On 3 Jan 2012, at 3:29 AM, Dany Golubitsky wrote:

> I am sorry, I am new to Cocoa and some things that looks completely obvious 
> to you are completely unknown to me.
> (controlTextDidEndEditing: notification) - What is this function, where 
> should it be implemented, who should call it?

It is a delegate method of NSControl. (Read up on the "delegate" design pattern 
for the concept.) You must make some object a delegate of each field you want 
to respond to; the object can then respond to the current value of the field. 
Use the firstResponder method of the enclosing window to get a pointer to the 
field. Searching the documentation will tell you more. (Perhaps you've done 
that, and don't want to believe what you're seeing.)

> How need I start the TextField? 

Send it to the window as the parameter for the window's -makeFirstResponder: 
method.

> For my code I need to call opening function, wait for it to open, get text 
> from user and return. Meaning:
> 
> {
> Block 1
> }
> Calling for TextField and waiting for return value.
> {
> Block 2
> }
> 
> Getting return value in some other place is not an option.
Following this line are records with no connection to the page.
//! Chat room and message endpoints, including the streamed exchange

use docent_core::framing::{ChatOutcome, StreamEvent, StreamFrameParser, Utf8StreamDecoder};
use docent_core::streaming::{create_event_stream, EventHandler, EventStream};
use docent_core::types::{AckResponse, ChatMessage, ChatMessageRequest, ChatRoom, Evaluation};
use docent_core::{DocentError, Result};
use serde::Serialize;

use crate::ApiClient;

#[derive(Debug, Serialize)]
struct UpdateChatRoomBody<'a> {
    chat_room_id: &'a str,
    #[serde(skip_serializing_if = "Option::is_none")]
    name: Option<&'a str>,
    #[serde(skip_serializing_if = "Option::is_none")]
    prompt: Option<&'a str>,
}

#[derive(Debug, Serialize)]
struct DeleteChatRoomBody<'a> {
    chat_room_id: &'a str,
}

#[derive(Debug, Serialize)]
struct EvaluationBody<'a> {
    message_id: &'a str,
    evaluation: &'a str,
}

impl ApiClient {
    /// List all chat rooms in server order (oldest first)
    pub async fn list_chat_rooms(&self) -> Result<Vec<ChatRoom>> {
        self.send_json(self.client.get(self.url("/chat_rooms"))).await
    }

    /// Fetch a single chat room
    pub async fn get_chat_room(&self, chat_room_id: &str) -> Result<ChatRoom> {
        self.send_json(
            self.client
                .get(self.url("/chat_room"))
                .query(&[("chat_room_id", chat_room_id)]),
        )
        .await
    }

    /// Create a chat room with the server-side default name
    pub async fn create_chat_room(&self) -> Result<ChatRoom> {
        self.send_json(self.client.post(self.url("/chat_rooms"))).await
    }

    /// Update a room's name and/or custom prompt
    pub async fn update_chat_room(
        &self,
        chat_room_id: &str,
        name: Option<&str>,
        prompt: Option<&str>,
    ) -> Result<ChatRoom> {
        let body = UpdateChatRoomBody {
            chat_room_id,
            name,
            prompt,
        };
        self.send_json(self.client.put(self.url("/chat_rooms")).json(&body))
            .await
    }

    /// Delete a chat room
    pub async fn delete_chat_room(&self, chat_room_id: &str) -> Result<AckResponse> {
        let body = DeleteChatRoomBody { chat_room_id };
        self.send_json(self.client.delete(self.url("/chat_rooms")).json(&body))
            .await
    }

    /// List the stored messages of a room, oldest first
    pub async fn list_chat_messages(&self, chat_room_id: &str) -> Result<Vec<ChatMessage>> {
        self.send_json(
            self.client
                .get(self.url("/chat_messages"))
                .query(&[("chat_room_id", chat_room_id)]),
        )
        .await
    }

    /// Rate an answer
    pub async fn update_evaluation(
        &self,
        message_id: &str,
        evaluation: Evaluation,
    ) -> Result<AckResponse> {
        let body = EvaluationBody {
            message_id,
            evaluation: evaluation.as_str(),
        };
        self.send_json(
            self.client
                .put(self.url("/chat_message/evaluation"))
                .json(&body),
        )
        .await
    }

    /// Send a chat message and stream the framed answer
    ///
    /// Parser events are handed to `on_event` in order as chunks arrive. A
    /// non-2xx status is mapped before any streaming starts; a transport
    /// failure mid-stream surfaces as [`DocentError::Stream`].
    pub async fn send_chat_message<F>(
        &self,
        request: &ChatMessageRequest,
        mut on_event: F,
    ) -> Result<ChatOutcome>
    where
        F: FnMut(&StreamEvent),
    {
        let mut resp = self
            .send(self.client.post(self.url("/chat_messages")).json(request))
            .await?;

        let mut decoder = Utf8StreamDecoder::new();
        let mut parser = StreamFrameParser::new();
        loop {
            let chunk = match resp.chunk().await {
                Ok(Some(chunk)) => chunk,
                Ok(None) => break,
                Err(e) => return Err(DocentError::stream(e.to_string())),
            };
            let text = decoder.decode(&chunk);
            for event in parser.process_chunk(&text) {
                on_event(&event);
            }
        }
        let tail = decoder.finish();
        if !tail.is_empty() {
            for event in parser.process_chunk(&tail) {
                on_event(&event);
            }
        }
        for event in parser.finish() {
            on_event(&event);
        }
        Ok(parser.outcome())
    }

    /// Send a chat message, delivering events over a channel
    ///
    /// The exchange runs on a spawned task; the returned receiver yields
    /// events as they are parsed. A failure arrives as the final `Err` item.
    pub fn send_chat_message_events(&self, request: ChatMessageRequest) -> EventStream {
        let (sender, receiver) = create_event_stream(64);
        let client = self.clone();
        tokio::spawn(async move {
            let handler = EventHandler::new(sender);
            if let Err(e) = client.stream_exchange(&request, &handler).await {
                let _ = handler.send_error(e).await;
            }
        });
        receiver
    }

    async fn stream_exchange(
        &self,
        request: &ChatMessageRequest,
        handler: &EventHandler,
    ) -> Result<()> {
        let mut resp = self
            .send(self.client.post(self.url("/chat_messages")).json(request))
            .await?;

        let mut decoder = Utf8StreamDecoder::new();
        let mut parser = StreamFrameParser::new();
        loop {
            let chunk = match resp.chunk().await {
                Ok(Some(chunk)) => chunk,
                Ok(None) => break,
                Err(e) => return Err(DocentError::stream(e.to_string())),
            };
            let text = decoder.decode(&chunk);
            for event in parser.process_chunk(&text) {
                handler.send_event(event).await?;
            }
        }
        let tail = decoder.finish();
        if !tail.is_empty() {
            for event in parser.process_chunk(&tail) {
                handler.send_event(event).await?;
            }
        }
        for event in parser.finish() {
            handler.send_event(event).await?;
        }
        Ok(())
    }
}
Running a text field modally is not a favored option. Few developers do it, 
because it's easier to defer processing till their did-end-editing method is 
called. It might be possible to lash something together with a borderless 
window, but this is a framework: _It_ calls _you_. If you want to program for 
the Macintosh, you really have to be able to design for asynchrony. Fighting 
the framework is a losing proposition.